Потом вернулся Рубахин с несколькими незнакомыми товарищами, и Леньке предъявили официальное обвинение в грабеже под видом обыска.
Его арестовали и отвезли в Петроград, в тюрьму, где заперли в камере с уголовниками.
* * *
С арестованным Ленькой Пантелеевым уголовники не общались, а сидели на корточках в дальнем углу и скучно резались в карты. Колода у них была вся изжеванная, играли грязно и по маленькой, бессмысленно, божась и непотребно ругаясь при каждом ходе.
Помимо Леньки с равнодушным презрением на их мышиную возню смотрел еще один человек – неприметной, но, если приглядеться, вполне располагающей к себе наружности. Он был похож на мастера небольшого цеха или на учителя начальной школы для рабочих: скромный, опрятный, с тщательно расчесанными коричневыми усами под востреньким носиком. Приметив Леньку, он кивнул ему, чтобы подсаживался ближе.
Ленька так и сделал.
Человек сунул Леньке руку «лодочкой», как барышня. Рука оказалась на удивление мягкая, даже шелковистая, хотя по внешности предсказать такое было невозможно. Ленька осторожно пожал ее.
Человек усмехнулся – очевидно, знал, какое впечатление производит.
– Белов, – представился он.
– Пантелеев, – в тон ему отозвался Ленька.
Белов чуть прищурился:
– А по-настоящему?
– Что? – Ленька не понял, слегка напрягся.
– По-настоящему как твоя фамилия? – пояснил вопрос Белов.
– Откуда ты взял, что Пантелеев – не настоящая? – удивился Ленька.
– По тому, как произнес.
– Пантелкин, – нехотя признался Ленька. Он уже давно, целых два года, так себя не называл.
– Пантелеев – лучше, – одобрил Белов. – Партийные имена всегда лучше, ближе к предмету. – Он вздохнул. – Ты скоро выйдешь отсюда, – предрек неожиданно Белов.
Пантелеев с деланным безразличием пожал плечами.
– Я ведь невиновен. Перед Революцией чист, как сам товарищ Дзержинский.
– Да? – протянул Белов. – А что же ты такого сделал, раз тебя арестовали?
– Разбуржуил парочку буржуев, – буркнул Ленька. – Еще в январе мы таких как они запросто ставили к стенке за козни против рабочего класса. А теперь почему-то требуют уважать, что он набил свои вагоны барахлом и тащит в Петроград – продать по спекулятивной цене. А Красовский – тот вообще матерый враг, куда ни плюнь! Он ведь откровенная контра, а они говорят, у него какие-то «права».

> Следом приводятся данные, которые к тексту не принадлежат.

//! Load semantic models from their JSON interchange form.

use std::fs;
use std::path::Path;

use serde::Deserialize;
use thiserror::Error;

use super::TypeModel;

/// Errors that occur while reading a model file.
#[derive(Debug, Error)]
pub enum ModelError {
    #[error("failed to read model file `{path}`: {source}")]
    Io {
        path: String,
        #[source]
        source: std::io::Error,
    },

    #[error("invalid model JSON: {0}")]
    Json(#[from] serde_json::Error),
}

/// A model file holds either one type or a batch of types.
#[derive(Deserialize)]
#[serde(untagged)]
enum ModelFile {
    Batch(Vec<TypeModel>),
    Single(Box<TypeModel>),
}

/// Parse one or more type models from JSON text.
pub fn parse_types(json: &str) -> Result<Vec<TypeModel>, ModelError> {
    let types = match serde_json::from_str::<ModelFile>(json)? {
        ModelFile::Batch(types) => types,
        ModelFile::Single(ty) => vec![*ty],
    };
    tracing::debug!(count = types.len(), "parsed type models");
    Ok(types)
}

/// Read and parse a model file.
pub fn load_types(path: &Path) -> Result<Vec<TypeModel>, ModelError> {
    let json = fs::read_to_string(path).map_err(|source| ModelError::Io {
        path: path.display().to_string(),
        source,
    })?;
    parse_types(&json)
}

#[cfg(test)]
mod tests {
    use super::*;
    use crate::model::TypeKind;

    #[test]
    fn single_object_and_batch() {
        let single = r#"{"name":"A","native_name":"A","kind":"class"}"#;
        let types = parse_types(single).unwrap();
        assert_eq!(types.len(), 1);
        assert_eq!(types[0].kind, TypeKind::Class);

        let batch = r#"[{"name":"A","native_name":"A","kind":"class"},
                        {"name":"I","native_name":"PI","kind":"interface"}]"#;
        let types = parse_types(batch).unwrap();
        assert_eq!(types.len(), 2);
        assert_eq!(types[1].native_name, "PI");
    }

    #[test]
    fn rejects_unknown_kind() {
        let err = parse_types(r#"{"name":"A","native_name":"A","kind":"record"}"#).unwrap_err();
        assert!(matches!(err, ModelError::Json(_)));
    }

    #[test]
    fn missing_file_reports_path() {
        let err = load_types(Path::new("/definitely/not/here.json")).unwrap_err();
        assert!(err.to_string().contains("/definitely/not/here.json"));
    }
}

У Леньки аж перехватило горло, когда он вспомнил, с каким лицом зачитывал ему обвинение товарищ Рубахин. Как будто самого товарища Рубахина загнали в угол и ему теперь очень стыдно.
– Это новая политика, брат, – сказал Белов проникновенно. – Нужно приспосабливаться.
Непонятно было, всерьез он говорит или насмехается.
– А ты сам-то надеешься выйти? – спросил вдруг Ленька. – Или тебя окончательно упекли, до высшей меры социальной защиты?
– Я-то? – Белов пожал плечами. Казалось, Ленькин вопрос его позабавил. – Меня, братишка, ни одна тюрьма не держит. Ни при царе, ни при товарищах.
– Почему? – спросил Ленька.
Белов был спокоен и серьезен, даже глазами не улыбался, и Леньке стало интересно – что он ответит.
Белов поцарапал ногтем карман, наскреб немного табака, потом вытащил из другого кармана обрывок газеты и занялся тщательными алхимическими приготовлениями самокрутки.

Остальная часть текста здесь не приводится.